Sesuatu yang sangat disayangkan bila dihadapkan dengan perkembangan zaman adalah pesantren salaf. Pesantren semacam ini masih menutup diri dari perkembangan zaman. Santri sebatas dicekoki dengan ilmu agama saja. Itu pun pendekatannya klasik (out of date). Bahkan, santri cenderung dibatasi dalam berpikir. Semisal, dilarang membaca buku-buku filsafat yang mengajarkan berpikir kritis.
Pentingnya keterbukaan dan kritis berpikir di pesantren menjadi bekal bagi santri ketika kembali ke tengah-tengah masyarakat. Sikap kritis ini dapat membentengi santri paling tidak dari paham-paham yang menyesatkan, yaitu radikalisme. Sangat mungkin santri yang tertutup akan terpapar paham membahayakan ini, meski di pesantren sudah belajar banyak tentang ilmu agama.
Lebih dari itu, keterbukaan dan kritis berpikir akan mengantarkan santri dapat memilah dan memilih mana yang benar (haqq) dan yang batil (bathil). Salah satu alasan santri putri tidak berani bersuara (speak up) ke publik ketika Herry dan pimpinan pesantren yang lain melakukan aksi bejatnya adalah karena hilangnya berpikir kritis dalam benak santri. Santri mudah dibohongi oleh gurunya sendiri bahwa aksi bejat gurunya dianggapnya sebagai kebenaran. Padahal, dalam agama Islam sudah jelas, bahwa zina itu dilarang alias dosa besar.
Kritis berpikir akan menyelamatkan santri dari kebohongan sang guru yang mencoba berlindung di balik instrumen agama. Semisal, agar zina yang dilakukan guru itu diterima di benak santrinya, si guru ini berdalih bahwa itu bukan zina tapi nikah muth’ah yang biasanya dilakukan oleh Syiah dan milkul yamin yang biasanya dilakukan oleh kelompok salafi. Padahal, perbuatan zina ini dengan alasan apapun tetap haram dan dosa besar.

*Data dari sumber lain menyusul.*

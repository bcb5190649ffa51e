//! Picking a single image out of an ordered list.

use thiserror::Error;

/// A single image chosen from an ordered list.
#[derive(Debug, Clone, PartialEq, Eq)]
pub struct Selected {
    /// The stored record
    pub image: String,
    /// Zero-based index after normalisation
    pub position: usize,
    /// Length of the list it was chosen from
    pub total: usize,
}

/// Why a requested position could not be served.
#[derive(Debug, Clone, PartialEq, Eq, Error)]
pub enum PositionError {
    /// The path segment is not a signed integer
    #[error("Invalid position parameter: '{0}' is not an integer")]
    Invalid(String),

    /// The list is empty, so no position is valid
    #[error("No images found")]
    Empty,

    /// The position lies outside `[-total, total - 1]`
    #[error(
        "Position {requested} is out of range, valid range: 0-{max} (or -1 to -{total})",
        max = .total - 1
    )]
    OutOfRange { requested: i64, total: usize },
}

/// Parse a position path segment.
pub fn parse_position(raw: &str) -> Result<i64, PositionError> {
    raw.trim()
        .parse::<i64>()
        .map_err(|_| PositionError::Invalid(raw.to_string()))
}

/// Normalise `requested` against a list of `total` items.
///
/// Negative positions count from the end (`-1` is the last item).
pub fn resolve_position(requested: i64, total: usize) -> Result<usize, PositionError> {
    if total == 0 {
        return Err(PositionError::Empty);
    }
    let len = i64::try_from(total).unwrap_or(i64::MAX);
    let effective = if requested < 0 {
        requested.checked_add(len)
    } else {
        Some(requested)
    };
    match effective {
        Some(index) if (0..len).contains(&index) => Ok(index as usize),
        _ => Err(PositionError::OutOfRange { requested, total }),
    }
}

/// Select the image at `requested` from `images`.
pub fn select_position(images: &[String], requested: i64) -> Result<Selected, PositionError> {
    let position = resolve_position(requested, images.len())?;
    Ok(Selected {
        image: images[position].clone(),
        position,
        total: images.len(),
    })
}

/// Select the last image of the ordered list.
///
/// "Latest" means last after ordering; no timestamp is consulted.
pub fn select_latest(images: &[String]) -> Option<Selected> {
    images.last().map(|image| Selected {
        image: image.clone(),
        position: images.len() - 1,
        total: images.len(),
    })
}
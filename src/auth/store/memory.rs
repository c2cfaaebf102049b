/**
 * In-Memory Credential Store
 *
 * HashMap-backed implementation of the `CredentialStore` contract, used
 * when `DATABASE_URL` is not configured and by tests. The map is keyed by
 * username, so the uniqueness check and the insert happen under one lock
 * and the duplicate guarantee holds under concurrent registration.
 */

use std::collections::HashMap;
use std::sync::Mutex;

use async_trait::async_trait;
use uuid::Uuid;

use crate::auth::store::{Credential, CredentialStore, NewCredential, StoreError};

/// Credential store held entirely in process memory
///
/// Contents are lost on restart; exact, case-sensitive username matching.
#[derive(Default)]
pub struct MemoryCredentialStore {
    records: Mutex<HashMap<String, Credential>>,
}

impl MemoryCredentialStore {
    pub fn new() -> Self {
        Self::default()
    }
}

#[async_trait]
impl CredentialStore for MemoryCredentialStore {
    async fn find_by_username(&self, username: &str) -> Result<Option<Credential>, StoreError> {
        let records = self
            .records
            .lock()
            .map_err(|_| StoreError::Storage("credential store lock poisoned".to_string()))?;

        Ok(records.get(username).cloned())
    }

    async fn insert(&self, candidate: NewCredential) -> Result<Credential, StoreError> {
        let mut records = self
            .records
            .lock()
            .map_err(|_| StoreError::Storage("credential store lock poisoned".to_string()))?;

        if records.contains_key(&candidate.username) {
            return Err(StoreError::DuplicateUsername);
        }

        let credential = Credential {
            id: Uuid::new_v4(),
            username: candidate.username.clone(),
            password_hash: candidate.password_hash,
        };

        records.insert(candidate.username, credential.clone());
        Ok(credential)
    }
}

#[cfg(test)]
mod tests {
    use super::*;
    use assert_matches::assert_matches;

    fn candidate(username: &str) -> NewCredential {
        NewCredential {
            username: username.to_string(),
            password_hash: "$2b$04$fakehash".to_string(),
        }
    }

    #[tokio::test]
    async fn insert_assigns_identity() {
        let store = MemoryCredentialStore::new();
        let credential = store.insert(candidate("alice")).await.unwrap();

        assert_eq!(credential.username, "alice");
        assert!(!credential.id.is_nil());
    }

    #[tokio::test]
    async fn insert_rejects_duplicate_username() {
        let store = MemoryCredentialStore::new();
        store.insert(candidate("alice")).await.unwrap();

        let result = store.insert(candidate("alice")).await;
        assert_matches!(result, Err(StoreError::DuplicateUsername));
    }

    #[tokio::test]
    async fn find_returns_inserted_credential() {
        let store = MemoryCredentialStore::new();
        let inserted = store.insert(candidate("alice")).await.unwrap();

        let found = store.find_by_username("alice").await.unwrap().unwrap();
        assert_eq!(found.id, inserted.id);
        assert_eq!(found.password_hash, inserted.password_hash);
    }

    #[tokio::test]
    async fn find_absent_is_not_an_error() {
        let store = MemoryCredentialStore::new();
        let found = store.find_by_username("nobody").await.unwrap();
        assert!(found.is_none());
    }

    #[tokio::test]
    async fn lookup_is_case_sensitive() {
        let store = MemoryCredentialStore::new();
        store.insert(candidate("Alice")).await.unwrap();

        assert!(store.find_by_username("alice").await.unwrap().is_none());
        assert!(store.find_by_username("Alice").await.unwrap().is_some());
    }
}
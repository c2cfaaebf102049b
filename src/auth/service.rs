/**
 * Registration and Authentication Flows
 *
 * This module contains the two flows at the heart of the service. Both are
 * stateless: each call is an independent unit of work against the injected
 * collaborators (store, hasher, issuer), with no lock held across hashing
 * or storage access.
 *
 * # Registration
 *
 * 1. Reject empty username or password before any hashing or storage access
 * 2. Hash the raw password
 * 3. Insert the credential; the store's uniqueness constraint arbitrates
 *    concurrent registrations for the same username
 * 4. Return the stored username
 *
 * # Authentication
 *
 * 1. Look up the credential by username
 * 2. Absent -> `NotFound`
 * 3. Verify the password against the stored hash
 * 4. Mismatch -> `Unauthorized`
 * 5. Issue a token with `{sub: id, username}`
 *
 * # Error Classification
 *
 * The flows catch only the anticipated failure categories from their
 * collaborators and re-classify them into the `AuthError` taxonomy.
 * Anything unrecognized collapses to an internal failure with a stable
 * message; driver detail goes to the log, never past the boundary.
 */

use std::fmt;
use std::sync::Arc;

use serde::{Deserialize, Serialize};

use crate::auth::hasher::PasswordHasher;
use crate::auth::store::{CredentialStore, NewCredential, StoreError};
use crate::auth::tokens::TokenIssuer;
use crate::error::AuthError;

/// Flow names reported to the observer
pub const FLOW_REGISTRATION: &str = "registration";
pub const FLOW_AUTHENTICATION: &str = "authentication";

/// Registration input: a raw username/password pair
///
/// Absent JSON fields deserialize as empty strings so that missing and
/// empty input fail validation the same way. The raw password is never
/// persisted, logged, or echoed back.
#[derive(Clone, Deserialize)]
pub struct RegistrationRequest {
    #[serde(default)]
    pub username: String,
    #[serde(default)]
    pub password: String,
}

impl fmt::Debug for RegistrationRequest {
    fn fmt(&self, f: &mut fmt::Formatter<'_>) -> fmt::Result {
        f.debug_struct("RegistrationRequest")
            .field("username", &self.username)
            .field("password", &"<redacted>")
            .finish()
    }
}

/// Authentication input: a raw username/password pair
#[derive(Clone, Deserialize)]
pub struct AuthenticationRequest {
    #[serde(default)]
    pub username: String,
    #[serde(default)]
    pub password: String,
}

impl fmt::Debug for AuthenticationRequest {
    fn fmt(&self, f: &mut fmt::Formatter<'_>) -> fmt::Result {
        f.debug_struct("AuthenticationRequest")
            .field("username", &self.username)
            .field("password", &"<redacted>")
            .finish()
    }
}

/// Successful authentication result: the signed bearer token
#[derive(Debug, Serialize)]
pub struct AccessToken {
    pub access_token: String,
}

/// Observer for flow-boundary events
///
/// An optional side-channel, injected like the other collaborators and
/// never required for correctness. Implementations must not be handed raw
/// passwords; the flows only report flow name, username, and outcome.
pub trait FlowObserver: Send + Sync {
    fn flow_started(&self, flow: &str, username: &str);
    fn flow_succeeded(&self, flow: &str, username: &str);
    fn flow_failed(&self, flow: &str, username: &str, outcome: &AuthError);
}

/// Default observer: emits tracing events at flow boundaries
pub struct TracingObserver;

impl FlowObserver for TracingObserver {
    fn flow_started(&self, flow: &str, username: &str) {
        tracing::info!(flow, username, "flow started");
    }

    fn flow_succeeded(&self, flow: &str, username: &str) {
        tracing::info!(flow, username, "flow succeeded");
    }

    fn flow_failed(&self, flow: &str, username: &str, outcome: &AuthError) {
        tracing::warn!(flow, username, %outcome, "flow failed");
    }
}

/// The credential service: registration and authentication over injected
/// collaborators
pub struct AuthService {
    store: Arc<dyn CredentialStore>,
    hasher: Arc<dyn PasswordHasher>,
    issuer: Arc<dyn TokenIssuer>,
    observer: Arc<dyn FlowObserver>,
}

impl AuthService {
    /// Build a service with the default tracing observer
    pub fn new(
        store: Arc<dyn CredentialStore>,
        hasher: Arc<dyn PasswordHasher>,
        issuer: Arc<dyn TokenIssuer>,
    ) -> Self {
        Self {
            store,
            hasher,
            issuer,
            observer: Arc::new(TracingObserver),
        }
    }

    /// Replace the flow observer
    pub fn with_observer(mut self, observer: Arc<dyn FlowObserver>) -> Self {
        self.observer = observer;
        self
    }

    /// Register a new credential
    ///
    /// Returns the stored username on success - not the credential, not
    /// the hash.
    ///
    /// # Errors
    ///
    /// * `Validation` - empty username or password (no storage access)
    /// * `DuplicateUsername` - the username is already taken
    /// * `Internal` - any other storage or hashing fault
    pub async fn register(&self, request: RegistrationRequest) -> Result<String, AuthError> {
        self.observer.flow_started(FLOW_REGISTRATION, &request.username);

        let result = self.try_register(&request).await;
        match &result {
            Ok(username) => self.observer.flow_succeeded(FLOW_REGISTRATION, username),
            Err(err) => self
                .observer
                .flow_failed(FLOW_REGISTRATION, &request.username, err),
        }

        result
    }

    /// Authenticate a username/password pair
    ///
    /// Returns a signed access token on success. A failed attempt never
    /// mutates the stored credential.
    ///
    /// # Errors
    ///
    /// * `NotFound` - no credential for this username
    /// * `Unauthorized` - the password does not match
    /// * `Internal` - any other storage, hashing, or signing fault
    pub async fn authorize(&self, request: AuthenticationRequest) -> Result<AccessToken, AuthError> {
        self.observer
            .flow_started(FLOW_AUTHENTICATION, &request.username);

        let result = self.try_authorize(&request).await;
        match &result {
            Ok(_) => self
                .observer
                .flow_succeeded(FLOW_AUTHENTICATION, &request.username),
            Err(err) => self
                .observer
                .flow_failed(FLOW_AUTHENTICATION, &request.username, err),
        }

        result
    }

    async fn try_register(&self, request: &RegistrationRequest) -> Result<String, AuthError> {
        validate_credentials_input(&request.username, &request.password)?;

        let password_hash = self.hasher.hash(&request.password).await.map_err(|err| {
            tracing::error!("password hashing failed: {err}");
            AuthError::internal("Failed to create user.")
        })?;

        let credential = self
            .store
            .insert(NewCredential {
                username: request.username.clone(),
                password_hash,
            })
            .await
            .map_err(|err| match err {
                StoreError::DuplicateUsername => AuthError::DuplicateUsername,
                StoreError::Storage(detail) => {
                    tracing::error!("credential insert failed: {detail}");
                    AuthError::internal("Failed to create user.")
                }
            })?;

        Ok(credential.username)
    }

    async fn try_authorize(
        &self,
        request: &AuthenticationRequest,
    ) -> Result<AccessToken, AuthError> {
        let credential = self
            .store
            .find_by_username(&request.username)
            .await
            .map_err(|err| {
                tracing::error!("credential lookup failed: {err}");
                AuthError::internal("Internal Server Error")
            })?
            .ok_or(AuthError::NotFound)?;

        let matched = self
            .hasher
            .verify(&request.password, &credential.password_hash)
            .await
            .map_err(|err| {
                tracing::error!("password verification failed: {err}");
                AuthError::internal("Internal Server Error")
            })?;

        if !matched {
            return Err(AuthError::Unauthorized);
        }

        let token = self
            .issuer
            .issue(credential.id, &credential.username)
            .map_err(|err| {
                tracing::error!("token issuance failed: {err}");
                AuthError::internal("Internal Server Error")
            })?;

        Ok(AccessToken {
            access_token: token,
        })
    }
}

/// Fail fast on empty input, before any hashing or storage access
fn validate_credentials_input(username: &str, password: &str) -> Result<(), AuthError> {
    if username.is_empty() || password.is_empty() {
        return Err(AuthError::Validation);
    }
    Ok(())
}
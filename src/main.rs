/**
 * Authgate Server Entry Point
 *
 * Loads configuration, initializes tracing, and serves the credential
 * service over HTTP.
 */

use authgate::server::config::ServerConfig;
use authgate::server::init::create_app;

#[tokio::main]
async fn main() -> Result<(), Box<dyn std::error::Error>> {
    // Load environment variables from .env file if present
    dotenv::dotenv().ok();

    let env_filter = std::env::var("RUST_LOG").unwrap_or_else(|_| "info".to_string());
    tracing_subscriber::fmt()
        .with_env_filter(tracing_subscriber::EnvFilter::new(&env_filter))
        .init();

    let config = ServerConfig::from_env()?;
    let app = create_app(&config).await;

    let addr = std::net::SocketAddr::from(([0, 0, 0, 0], config.port));
    tracing::info!("Starting server on {addr}");

    let listener = tokio::net::TcpListener::bind(addr).await?;
    axum::serve(listener, app).await?;

    Ok(())
}
/**
 * Authentication Handler
 *
 * Handler for POST /auth/authorize.
 *
 * # Responses
 *
 * * `200 OK` - body carries `access_token`
 * * `404 Not Found` - no credential for this username
 * * `401 Unauthorized` - password mismatch
 * * `500 Internal Server Error` - storage, hashing, or signing fault
 *
 * Unknown username and wrong password are deliberately distinct outcomes.
 */

use std::sync::Arc;

use axum::{extract::State, response::Json};

use crate::auth::handlers::types::{AccessToken, AuthenticationRequest};
use crate::auth::service::AuthService;
use crate::error::AuthError;

pub async fn authorize_user(
    State(auth): State<Arc<AuthService>>,
    Json(request): Json<AuthenticationRequest>,
) -> Result<Json<AccessToken>, AuthError> {
    let token = auth.authorize(request).await?;
    Ok(Json(token))
}
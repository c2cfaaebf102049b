/**
 * Auth Error Types
 *
 * The five outcome classes visible past the flows. The display strings
 * are the complete outward messages: they are fixed per variant (the
 * internal variant carries one of two stable messages chosen by the
 * failing flow) and never vary with backend detail. Whatever a driver or
 * library reported is logged where it happened and goes no further.
 */

use axum::http::StatusCode;
use thiserror::Error;

/// Outcome taxonomy for the registration and authentication flows
#[derive(Debug, Error)]
pub enum AuthError {
    /// Caller input malformed; raised before any storage access
    #[error("Missing username or password.")]
    Validation,

    /// A credential with this username already exists
    #[error("Username is already taken.")]
    DuplicateUsername,

    /// No credential for this username
    #[error("User could not be found")]
    NotFound,

    /// The password does not match the stored hash
    #[error("User not authorized")]
    Unauthorized,

    /// Unexpected storage, hashing, or signing fault
    #[error("{message}")]
    Internal {
        /// Stable outward message; the diagnostic detail stays in the log
        message: String,
    },
}

impl AuthError {
    /// Create an internal failure with a stable outward message
    pub fn internal(message: impl Into<String>) -> Self {
        Self::Internal {
            message: message.into(),
        }
    }

    /// The HTTP status code for this outcome
    ///
    /// # Status Code Mapping
    ///
    /// - `Validation` - 400 Bad Request
    /// - `DuplicateUsername` - 409 Conflict
    /// - `NotFound` - 404 Not Found
    /// - `Unauthorized` - 401 Unauthorized
    /// - `Internal` - 500 Internal Server Error
    pub fn status_code(&self) -> StatusCode {
        match self {
            Self::Validation => StatusCode::BAD_REQUEST,
            Self::DuplicateUsername => StatusCode::CONFLICT,
            Self::NotFound => StatusCode::NOT_FOUND,
            Self::Unauthorized => StatusCode::UNAUTHORIZED,
            Self::Internal { .. } => StatusCode::INTERNAL_SERVER_ERROR,
        }
    }
}

#[cfg(test)]
mod tests {
    use super::*;
    use pretty_assertions::assert_eq;

    #[test]
    fn status_code_mapping() {
        assert_eq!(AuthError::Validation.status_code(), StatusCode::BAD_REQUEST);
        assert_eq!(
            AuthError::DuplicateUsername.status_code(),
            StatusCode::CONFLICT
        );
        assert_eq!(AuthError::NotFound.status_code(), StatusCode::NOT_FOUND);
        assert_eq!(
            AuthError::Unauthorized.status_code(),
            StatusCode::UNAUTHORIZED
        );
        assert_eq!(
            AuthError::internal("boom").status_code(),
            StatusCode::INTERNAL_SERVER_ERROR
        );
    }

    #[test]
    fn messages_are_fixed_per_variant() {
        assert_eq!(
            AuthError::Validation.to_string(),
            "Missing username or password."
        );
        assert_eq!(
            AuthError::DuplicateUsername.to_string(),
            "Username is already taken."
        );
        assert_eq!(AuthError::NotFound.to_string(), "User could not be found");
        assert_eq!(AuthError::Unauthorized.to_string(), "User not authorized");
    }

    #[test]
    fn internal_carries_the_supplied_message() {
        let err = AuthError::internal("Failed to create user.");
        assert_eq!(err.to_string(), "Failed to create user.");
    }
}
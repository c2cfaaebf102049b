/**
 * Credential Model and Store Contract
 *
 * This module defines the persisted credential record and the abstract
 * persistence capability the flows depend on. Concrete backends live in
 * the `postgres` and `memory` submodules; both normalize their native
 * uniqueness-violation signal into `StoreError::DuplicateUsername` so the
 * flows never see backend-specific error codes.
 */

use async_trait::async_trait;
use serde::{Deserialize, Serialize};
use thiserror::Error;
use uuid::Uuid;

/// In-memory credential store
pub mod memory;

/// PostgreSQL credential store
pub mod postgres;

/// A persisted username/password-hash record
///
/// Created only by the registration flow; never updated or deleted.
/// The `password_hash` is opaque bcrypt output and never derives the raw
/// password reversibly.
#[derive(Debug, Clone, Serialize, Deserialize, sqlx::FromRow)]
pub struct Credential {
    /// Unique credential ID (UUID), assigned by the store at insert
    pub id: Uuid,
    /// Username (unique, case-sensitive)
    pub username: String,
    /// Hashed password (bcrypt)
    pub password_hash: String,
}

/// Candidate record for insertion; identity is assigned by the store
#[derive(Debug, Clone)]
pub struct NewCredential {
    pub username: String,
    pub password_hash: String,
}

/// Store-level failures, normalized across backends
#[derive(Debug, Error)]
pub enum StoreError {
    /// A credential with the same username already exists
    #[error("username already exists")]
    DuplicateUsername,

    /// Any other persistence failure (connection, disk, serialization)
    #[error("storage failure: {0}")]
    Storage(String),
}

/// Abstract persistence capability for credentials
///
/// Username matching is exact and case-sensitive in both implementations.
/// The insert must be atomic with respect to the uniqueness constraint:
/// of two concurrent inserts for the same username, exactly one succeeds
/// and the other observes `DuplicateUsername`.
#[async_trait]
pub trait CredentialStore: Send + Sync {
    /// Look up a credential by exact username. Absent is not an error.
    async fn find_by_username(&self, username: &str) -> Result<Option<Credential>, StoreError>;

    /// Assign identity and persist the candidate.
    ///
    /// # Errors
    ///
    /// `DuplicateUsername` when the username is already taken, `Storage`
    /// for any other persistence failure.
    async fn insert(&self, candidate: NewCredential) -> Result<Credential, StoreError>;
}
//! Error Module
//!
//! This module defines the outward error taxonomy for the credential
//! service and its conversion to HTTP responses.
//!
//! # Module Structure
//!
//! ```text
//! error/
//! ├── mod.rs        - Module exports and documentation
//! ├── types.rs      - Error type definitions
//! └── conversion.rs - IntoResponse implementation
//! ```
//!
//! # Taxonomy
//!
//! - `Validation` - caller input malformed; detected before storage access
//! - `DuplicateUsername` - uniqueness violation on registration
//! - `NotFound` - no credential for the username, on authentication
//! - `Unauthorized` - password mismatch
//! - `Internal` - any unexpected storage/hash/signing fault
//!
//! Each outcome maps to one stable status code and one fixed message; no
//! driver codes or stack traces cross this boundary.

/// Error type definitions
pub mod types;

/// Error conversion implementations
pub mod conversion;

// Re-export commonly used types
pub use types::AuthError;
//! Authgate - Main Library
//!
//! Authgate is a small credential service: it registers username/password
//! pairs, stores passwords irreversibly hashed, and verifies login attempts,
//! issuing a signed, time-limited access token on success.
//!
//! # Module Structure
//!
//! The library is organized into three main modules:
//!
//! - **`auth`** - The credential lifecycle
//!   - `store` - Credential model and the `CredentialStore` contract
//!     (PostgreSQL and in-memory implementations)
//!   - `hasher` - Salted one-way password hashing (bcrypt)
//!   - `tokens` - Access token issuance (JWT)
//!   - `service` - The registration and authentication flows
//!   - `handlers` - HTTP handlers for the two endpoints
//!
//! - **`error`** - The outward error taxonomy and its HTTP mapping
//!
//! - **`server`** - Configuration, application state, and server wiring
//!
//! # Usage
//!
//! ```rust,no_run
//! use authgate::server::config::ServerConfig;
//! use authgate::server::init::create_app;
//!
//! # async fn example() -> Result<(), Box<dyn std::error::Error>> {
//! let config = ServerConfig::from_env()?;
//! let app = create_app(&config).await;
//! // Serve `app` with Axum
//! # Ok(())
//! # }
//! ```

/// Credential lifecycle: store, hashing, tokens, flows, handlers
pub mod auth;

/// Error taxonomy and HTTP response conversion
pub mod error;

/// Configuration, state, and server initialization
pub mod server;
/**
 * Server Initialization
 *
 * Wires the concrete collaborators into the credential service and builds
 * the router.
 *
 * # Initialization Steps
 *
 * 1. Select the credential store: PostgreSQL when `DATABASE_URL` is
 *    configured and reachable, otherwise the in-memory store
 * 2. Construct the bcrypt hasher and the JWT issuer from configuration
 * 3. Assemble the `AuthService` and application state
 * 4. Build the router
 *
 * A missing or unreachable database does not prevent startup; the server
 * falls back to the in-memory store with a warning, and credentials then
 * live only as long as the process.
 */

use std::sync::Arc;

use axum::{routing::post, Router};

use crate::auth::handlers::{authorize_user, create_user};
use crate::auth::hasher::BcryptHasher;
use crate::auth::service::AuthService;
use crate::auth::store::memory::MemoryCredentialStore;
use crate::auth::store::postgres::PgCredentialStore;
use crate::auth::store::CredentialStore;
use crate::auth::tokens::JwtIssuer;
use crate::server::config::{connect_database, ServerConfig};
use crate::server::state::AppState;

/// Create and configure the Axum application
pub async fn create_app(config: &ServerConfig) -> Router {
    tracing::info!("Initializing authgate server");

    let store: Arc<dyn CredentialStore> = match &config.database_url {
        Some(url) => match connect_database(url).await {
            Ok(pool) => Arc::new(PgCredentialStore::new(pool)),
            Err(e) => {
                tracing::error!("Failed to connect to database: {e}");
                tracing::warn!("Falling back to in-memory credential store");
                Arc::new(MemoryCredentialStore::new())
            }
        },
        None => {
            tracing::warn!("DATABASE_URL not set; using in-memory credential store");
            Arc::new(MemoryCredentialStore::new())
        }
    };

    let hasher = Arc::new(BcryptHasher::new());
    let issuer = Arc::new(JwtIssuer::new(&config.jwt_secret, config.token_ttl));
    let auth = Arc::new(AuthService::new(store, hasher, issuer));

    create_router(AppState { auth })
}

/// Build the router over a prepared state
///
/// Routes:
///
/// - `POST /auth/create` - register a new credential
/// - `POST /auth/authorize` - verify credentials and issue a token
pub fn create_router(state: AppState) -> Router {
    Router::new()
        .route("/auth/create", post(create_user))
        .route("/auth/authorize", post(authorize_user))
        .with_state(state)
}
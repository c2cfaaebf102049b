/**
 * Registration Handler
 *
 * Handler for POST /auth/create.
 *
 * # Responses
 *
 * * `200 OK` - credential stored; body carries the username
 * * `400 Bad Request` - empty or missing username/password
 * * `409 Conflict` - username already taken
 * * `500 Internal Server Error` - storage or hashing fault
 */

use std::sync::Arc;

use axum::{extract::State, response::Json};

use crate::auth::handlers::types::{CreatedUser, RegistrationRequest};
use crate::auth::service::AuthService;
use crate::error::AuthError;

pub async fn create_user(
    State(auth): State<Arc<AuthService>>,
    Json(request): Json<RegistrationRequest>,
) -> Result<Json<CreatedUser>, AuthError> {
    let username = auth.register(request).await?;
    Ok(Json(CreatedUser { username }))
}
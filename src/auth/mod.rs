//! Authentication Module
//!
//! This module implements the credential lifecycle: registration of new
//! username/password pairs and verification of login attempts, ending in
//! a signed access token.
//!
//! # Architecture
//!
//! The auth module is organized into focused submodules:
//!
//! - **`store`** - Credential model and the `CredentialStore` contract
//! - **`hasher`** - Salted one-way password hashing and verification
//! - **`tokens`** - Signed, expiring access token issuance
//! - **`service`** - The registration and authentication flows
//! - **`handlers`** - HTTP handlers for the authentication endpoints
//!
//! # Module Structure
//!
//! ```text
//! auth/
//! ├── mod.rs          - Module exports and documentation
//! ├── store/          - Credential model and store implementations
//! │   ├── mod.rs      - CredentialStore contract
//! │   ├── postgres.rs - PostgreSQL store (sqlx)
//! │   └── memory.rs   - In-memory store (no DATABASE_URL, tests)
//! ├── hasher.rs       - Password hashing (bcrypt)
//! ├── tokens.rs       - Access token issuance (JWT)
//! ├── service.rs      - Registration and authentication flows
//! └── handlers/       - HTTP handlers
//!     ├── mod.rs      - Handler exports
//!     ├── types.rs    - Request/response types
//!     ├── create.rs   - Registration handler
//!     └── authorize.rs - Authentication handler
//! ```
//!
//! # Flow
//!
//! 1. **Create**: validate input → hash password → insert credential →
//!    return the stored username
//! 2. **Authorize**: look up credential → verify password → issue token
//!
//! # Security
//!
//! - Passwords are hashed with bcrypt (fresh salt per password) before storage
//! - Plaintext passwords are never logged, stored, or returned
//! - The store's unique index on `username` arbitrates concurrent
//!   registrations; the flows perform no check-then-act of their own

/// Credential model and store implementations
pub mod store;

/// Password hashing and verification
pub mod hasher;

/// Access token issuance
pub mod tokens;

/// Registration and authentication flows
pub mod service;

/// HTTP handlers for authentication endpoints
pub mod handlers;

// Re-export commonly used types
pub use service::{AccessToken, AuthService, AuthenticationRequest, RegistrationRequest};
pub use store::{Credential, CredentialStore};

Cendekiawan muda Gus Najih pernah menyampaikan di Podcast Deddy Corbuzier, bahwa kejahatan apapun apabila dibungkus dengan agama akan terlihat mulia. Pernyataan Gus Najih ini sangat masuk akal. Zina jika disebut dengan nikah muth’ah dan milkul yamin terdengar mulia, meski ia tetap tidak benar alias berdosa. Dalam kasus yang lain, misal, aksi-aksi terorisme yang disebut dengan jihad akan terdengar mulia, padahal perbuatan ini dilaknat dalam agama Islam.
Sebagai penutup, peristiwa pelecehan seksual, apalagi dilakukan oleh pimpinan pesantren, menjadi teguran besar kepada pesantren untuk lebih memperbanyak evaluasi. Pesantren yang gemar mengevaluasi diri akan dihantarkan menjadi lembaga yang selamat dari perbuatan mungkar tersebut. Jangan jadikan pesantren tertutup, sehingga lupa melihat kesalahannya sendiri. Tapi, jadikanlah pesantren terbuka, sehingga ia juga mengakui kebenaran orang lain.[] Shallallah ala Muhammad.